───── INFORMATION SHOWN ─────

//! Persistence port.
//!
//! The ledger only talks to storage through this trait. Adapters own
//! identity assignment, audit timestamps, IBAN uniqueness and their own
//! consistency; the core never retries.

use chrono::{DateTime, Utc};
use thiserror::Error;

use tally_core::{AccountId, TransactionId};

use crate::account::{Account, Transaction};

#[derive(Debug, Error, Clone, PartialEq, Eq)]
pub enum StoreError {
    #[error("store unavailable: {0}")]
    Unavailable(String),

    #[error("iban already assigned to another account: {0}")]
    DuplicateIban(String),

    #[error("account {0} does not exist")]
    UnknownAccount(AccountId),
}

mod sealed {
    pub trait Sealed {}

    impl Sealed for crate::account::Account {}
}

/// Persistence hooks reserved for [`AccountStore`] adapters.
///
/// Identity, audit timestamps and the create-only transaction history belong
/// to the store; these are the only way to set them. Sealed: implemented for
/// [`Account`] alone, and only callable where this trait is imported.
///
/// ```compile_fail
/// use chrono::Utc;
/// use tally_core::{AccountId, TransactionId};
/// use tally_ledger::{Account, Currency, Iban};
///
/// let mut account = Account::open("c".into(), Currency::Eur, "n".into(), Iban::new("RO00"), Vec::new());
/// account.mark_saved(AccountId::new(1), Utc::now(), || TransactionId::new(1));
/// ```
pub trait StoreHooks: sealed::Sealed {
    /// Replace persisted transactions with their `stored` copies before an
    /// update; unsaved ones are kept and appended.
    fn restore_transactions(&mut self, stored: &[Transaction]);

    /// Assign the id (first save only), created/modified timestamps and ids
    /// for unsaved transactions.
    fn mark_saved(&mut self, id: AccountId, now: DateTime<Utc>, next_transaction_id: impl FnMut() -> TransactionId);
}

impl StoreHooks for Account {
    fn restore_transactions(&mut self, stored: &[Transaction]) {
        self.reattach_stored(stored);
    }

    fn mark_saved(&mut self, id: AccountId, now: DateTime<Utc>, next_transaction_id: impl FnMut() -> TransactionId) {
        self.stamp_saved(id, now, next_transaction_id);
    }
}

pub trait AccountStore: Send + Sync {
    /// Insert (no id yet) or update (id set). One write per call.
    ///
    /// Returns the stored account with identity and audit timestamps filled in.
    fn save(&self, account: Account) -> Result<Account, StoreError>;

    fn find_by_id(&self, id: AccountId) -> Result<Option<Account>, StoreError>;

    /// Transactions of `account_id` created at or after `cutoff`, in store order.
    fn find_transactions(
        &self,
        account_id: AccountId,
        cutoff: DateTime<Utc>,
    ) -> Result<Vec<Transaction>, StoreError>;
}

impl<S> AccountStore for std::sync::Arc<S>
where
    S: AccountStore + ?Sized,
{
    fn save(&self, account: Account) -> Result<Account, StoreError> {
        (**self).save(account)
    }

    fn find_by_id(&self, id: AccountId) -> Result<Option<Account>, StoreError> {
        (**self).find_by_id(id)
    }

    fn find_transactions(
        &self,
        account_id: AccountId,
        cutoff: DateTime<Utc>,
    ) -> Result<Vec<Transaction>, StoreError> {
        (**self).find_transactions(account_id, cutoff)
    }
}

─────

• [BRIEF]:
Every record above needs to be given again exactly.

• [ANSWER TO THE PROBLEM]:
//! Persistence port.
//!
//! The ledger only talks to storage through this trait. Adapters own
//! identity assignment, audit timestamps, IBAN uniqueness and their own
//! consistency; the core never retries.

use chrono::{DateTime, Utc};
use thiserror::Error;

use tally_core::{AccountId, TransactionId};

use crate::account::{Account, Transaction};

#[derive(Debug, Error, Clone, PartialEq, Eq)]
pub enum StoreError {
    #[error("store unavailable: {0}")]
    Unavailable(String),

    #[error("iban already assigned to another account: {0}")]
    DuplicateIban(String),

    #[error("account {0} does not exist")]
    UnknownAccount(AccountId),
}

mod sealed {
    pub trait Sealed {}

    impl Sealed for crate::account::Account {}
}

/// Persistence hooks reserved for [`AccountStore`] adapters.
///
/// Identity, audit timestamps and the create-only transaction history belong
/// to the store; these are the only way to set them. Sealed: implemented for
/// [`Account`] alone, and only callable where this trait is imported.
///
/// ```compile_fail
/// use chrono::Utc;
/// use tally_core::{AccountId, TransactionId};
/// use tally_ledger::{Account, Currency, Iban};
///
/// let mut account = Account::open("c".into(), Currency::Eur, "n".into(), Iban::new("RO00"), Vec::new());
/// account.mark_saved(AccountId::new(1), Utc::now(), || TransactionId::new(1));
/// ```
pub trait StoreHooks: sealed::Sealed {
    /// Replace persisted transactions with their `stored` copies before an
    /// update; unsaved ones are kept and appended.
    fn restore_transactions(&mut self, stored: &[Transaction]);

    /// Assign the id (first save only), created/modified timestamps and ids
    /// for unsaved transactions.
    fn mark_saved(&mut self, id: AccountId, now: DateTime<Utc>, next_transaction_id: impl FnMut() -> TransactionId);
}

impl StoreHooks for Account {
    fn restore_transactions(&mut self, stored: &[Transaction]) {
        self.reattach_stored(stored);
    }

    fn mark_saved(&mut self, id: AccountId, now: DateTime<Utc>, next_transaction_id: impl FnMut() -> TransactionId) {
        self.stamp_saved(id, now, next_transaction_id);
    }
}

pub trait AccountStore: Send + Sync {
    /// Insert (no id yet) or update (id set). One write per call.
    ///
    /// Returns the stored account with identity and audit timestamps filled in.
    fn save(&self, account: Account) -> Result<Account, StoreError>;

    fn find_by_id(&self, id: AccountId) -> Result<Option<Account>, StoreError>;

    /// Transactions of `account_id` created at or after `cutoff`, in store order.
    fn find_transactions(
        &self,
        account_id: AccountId,
        cutoff: DateTime<Utc>,
    ) -> Result<Vec<Transaction>, StoreError>;
}

impl<S> AccountStore for std::sync::Arc<S>
where
    S: AccountStore + ?Sized,
{
    fn save(&self, account: Account) -> Result<Account, StoreError> {
        (**self).save(account)
    }

    fn find_by_id(&self, id: AccountId) -> Result<Option<Account>, StoreError> {
        (**self).find_by_id(id)
    }

    fn find_transactions(
        &self,
        account_id: AccountId,
        cutoff: DateTime<Utc>,
    ) -> Result<Vec<Transaction>, StoreError> {
        (**self).find_transactions(account_id, cutoff)
    }
}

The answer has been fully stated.